One thing that can get you through the terrible twos, backed by science.

Okay, let’s be real.

Motherhood is an incredible blessing and amazing…but at times it’s also frustrating and completely exhausting.

I have officially entered the parenting stage that I have talked about with parents for years! It’s called the terrible twos.

If you have ever wondered exactly what happens to children when they reach the magical age of two, then this might help.

In 1972, a study done by Beulah Amsterdam from the University of North Carolina tested 88 infants between the ages of 6 and 24 months. After putting a spot of rouge on their noses, the infants were placed in front of a mirror. The mothers then pointed at the reflection in the mirror and asked their child, “who’s that?”.

Based on reliable data from 16 of the infants, here is what the research found:

Infants 6-12 months:

behaved as if there was another child in the mirror. They smiled at what they thought was the other child and made noises. They approached their reflection as a playmate.

Infants 13-24 months:

displayed avoidance behaviors. They would cry or avoid looking in the mirror.

Infants 20-24 months:

started to recognize themselves by pointing to and touching the spot of rouge on their own noses.

This was the first of many studies spanning decades of research on self recognition.

But what does this mean for us?

It tells us that at the age of two, our children are coming into their own. They are beginning to recognize themselves as independent, as people separate from us. Because of this, they will often push their limits and test their boundaries…as well as our own.

But this also tells us that their behavior is a completely NORMAL stage of development!

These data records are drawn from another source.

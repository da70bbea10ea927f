//! Tenant header extraction
//!
//! Every `/api` request must name the organisation it acts for. Program and
//! facility are optional, and the caller's `Authorization` header is kept so
//! it can be forwarded to MyCareHub.

use axum::{
    extract::Request,
    http::HeaderMap,
    middleware::Next,
    response::{IntoResponse, Response},
};

use crate::error::AppError;
use crate::infrastructure::tenant::TenantContext;

pub const ORGANIZATION_HEADER: &str = "OrganizationID";
pub const PROGRAM_HEADER: &str = "ProgramID";
pub const FACILITY_HEADER: &str = "FacilityID";

fn header(headers: &HeaderMap, name: &str) -> Option<String> {
    headers
        .get(name)
        .and_then(|v| v.to_str().ok())
        .map(str::trim)
        .filter(|v| !v.is_empty())
        .map(str::to_string)
}

pub fn tenant_context(headers: &HeaderMap) -> Result<TenantContext, AppError> {
    let organization_id = header(headers, ORGANIZATION_HEADER).ok_or_else(|| {
        AppError::MissingHeader(format!(
            "expected `{ORGANIZATION_HEADER}` header to be included in the request"
        ))
    })?;

    Ok(TenantContext {
        organization_id,
        program_id: header(headers, PROGRAM_HEADER),
        facility_id: header(headers, FACILITY_HEADER),
        authorization: header(headers, "Authorization"),
    })
}

pub async fn tenant_middleware(mut request: Request, next: Next) -> Response {
    match tenant_context(request.headers()) {
        Ok(ctx) => {
            request.extensions_mut().insert(ctx);
            next.run(request).await
        }
        Err(e) => e.into_response(),
    }
}
//! Facility registration

use axum::{Json, extract::State, http::StatusCode, response::IntoResponse};

use clinical_core::dto::FacilityInput;

use crate::error::AppError;
use crate::usecases::ClinicalUseCases;

/// POST /api/organizations
pub async fn create(
    State(usecases): State<ClinicalUseCases>,
    Json(input): Json<FacilityInput>,
) -> Result<impl IntoResponse, AppError> {
    let organization = usecases.create_organization(input).await?;
    Ok((StatusCode::CREATED, Json(organization)))
}
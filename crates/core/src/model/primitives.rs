//! Date and time primitives.
//!
//! The remote store returns partial precision (`2023`, `2023-04`, full
//! instants) so the raw string is kept as sent and parsed on demand.

use std::fmt;

use chrono::{DateTime, NaiveDate, NaiveDateTime, SecondsFormat, Utc};
use serde::{Deserialize, Serialize};

/// FHIR `dateTime` / `instant`
#[derive(Debug, Clone, PartialEq, Eq, Hash, Serialize, Deserialize)]
#[serde(transparent)]
pub struct FhirDateTime(pub String);

impl FhirDateTime {
    pub fn now() -> Self {
        Self::from(Utc::now())
    }

    /// Parse to UTC, accepting any FHIR precision. Partial dates resolve to
    /// their first instant.
    pub fn to_utc(&self) -> Option<DateTime<Utc>> {
        parse_lenient(&self.0)
    }

    pub fn as_str(&self) -> &str {
        &self.0
    }
}

impl From<DateTime<Utc>> for FhirDateTime {
    fn from(value: DateTime<Utc>) -> Self {
        Self(value.to_rfc3339_opts(SecondsFormat::Secs, true))
    }
}

impl fmt::Display for FhirDateTime {
    fn fmt(&self, f: &mut fmt::Formatter<'_>) -> fmt::Result {
        f.write_str(&self.0)
    }
}

/// FHIR `date`
#[derive(Debug, Clone, PartialEq, Eq, Hash, Serialize, Deserialize)]
#[serde(transparent)]
pub struct FhirDate(pub String);

impl FhirDate {
    pub fn as_naive(&self) -> Option<NaiveDate> {
        parse_lenient(&self.0).map(|dt| dt.date_naive())
    }

    pub fn as_str(&self) -> &str {
        &self.0
    }
}

impl From<NaiveDate> for FhirDate {
    fn from(value: NaiveDate) -> Self {
        Self(value.format("%Y-%m-%d").to_string())
    }
}

impl fmt::Display for FhirDate {
    fn fmt(&self, f: &mut fmt::Formatter<'_>) -> fmt::Result {
        f.write_str(&self.0)
    }
}

/// Parse a FHIR date, dateTime or instant string to UTC.
pub fn parse_lenient(raw: &str) -> Option<DateTime<Utc>> {
    let raw = raw.trim();
    if let Ok(dt) = DateTime::parse_from_rfc3339(raw) {
        return Some(dt.with_timezone(&Utc));
    }
    if let Ok(dt) = NaiveDateTime::parse_from_str(raw, "%Y-%m-%dT%H:%M:%S%.f") {
        return Some(dt.and_utc());
    }
    let date = match raw.len() {
        10 => NaiveDate::parse_from_str(raw, "%Y-%m-%d").ok(),
        7 => NaiveDate::parse_from_str(&format!("{raw}-01"), "%Y-%m-%d").ok(),
        4 => NaiveDate::parse_from_str(&format!("{raw}-01-01"), "%Y-%m-%d").ok(),
        _ => None,
    }?;
    date.and_hms_opt(0, 0, 0).map(|dt| dt.and_utc())
}

#[cfg(test)]
mod tests {
    use super::*;
    use chrono::TimeZone;

    #[test]
    fn test_parse_all_precisions() {
        let expect = |y, m, d, h| Utc.with_ymd_and_hms(y, m, d, h, 0, 0).unwrap();

        assert_eq!(parse_lenient("2023"), Some(expect(2023, 1, 1, 0)));
        assert_eq!(parse_lenient("2023-04"), Some(expect(2023, 4, 1, 0)));
        assert_eq!(parse_lenient("2023-04-05"), Some(expect(2023, 4, 5, 0)));
        assert_eq!(
            parse_lenient("2023-04-05T10:00:00+03:00"),
            Some(expect(2023, 4, 5, 7))
        );
        assert_eq!(parse_lenient("2023-04-05T10:00:00"), Some(expect(2023, 4, 5, 10)));
        assert_eq!(parse_lenient("yesterday"), None);
    }

    #[test]
    fn test_transparent_serde() {
        let dt: FhirDateTime = serde_json::from_str("\"2024-01-02T03:04:05Z\"").unwrap();
        assert_eq!(dt.as_str(), "2024-01-02T03:04:05Z");
        assert_eq!(serde_json::to_string(&dt).unwrap(), "\"2024-01-02T03:04:05Z\"");
    }
}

How can this behavior of meltdowns and tantrums that often inspire me to run to a corner and curl up into a fetal position be normal you say? I hear you. I’ve been there.

Here’s what has worked for me: breathing.

Not the breathing you do every single minute of the day, but a different kind of breathing. One that is deliberate and deep.

Let me explain.

When you are in a stressful situation, a part of your nervous system takes over called the sympathetic nervous system. This system activates your fight-or-flight response which makes your breathing shallow and rapid causing you to breathe from your chest and not your lungs.

When you instead breathe deeply, you can actually reverse this response by activating the parasympathetic nervous system. This system activates the vagus nerve, which slows down your heart rate and lowers your blood pressure. By using the abdominal muscles of your diaphragm instead of your chest muscles, you allow for greater air exchange thereby allowing more oxygen to reach the cells of your body.

The result?

A calmer, more relaxed you.

So in the midst of my daughter’s meltdowns, I first make sure that she is in a safe environment where she won’t physically hurt herself. Then, I let her have her meltdown and walk to the other corner of the room.

With one hand on my abdomen, I breathe in through my nose, allowing the air to go deep into my lungs. As I feel my abdomen rise, I pause for a minute and then exhale. As I exhale, I feel my abdominal muscles contract, releasing all the air from my lungs.

This whole process takes me literally less than a minute but when I return to the situation, I am in a state where I respond with a sense of calm instead of impulsively reacting.

This accomplishes two things: 1) By having no immediate reaction, I don’t provide my daughter any reinforcement for the behavior and 2) I respond with kindness instead of anger.

This technique is literally carrying me through this phase.

I have found that parenting is often not about changing our children, it’s about transforming ourselves.

And dear parents, remember that it is a phase. One day, we will be looking at our grown child and in the deep caverns of our heart, we will mourn the ephemerality of a glorious childhood.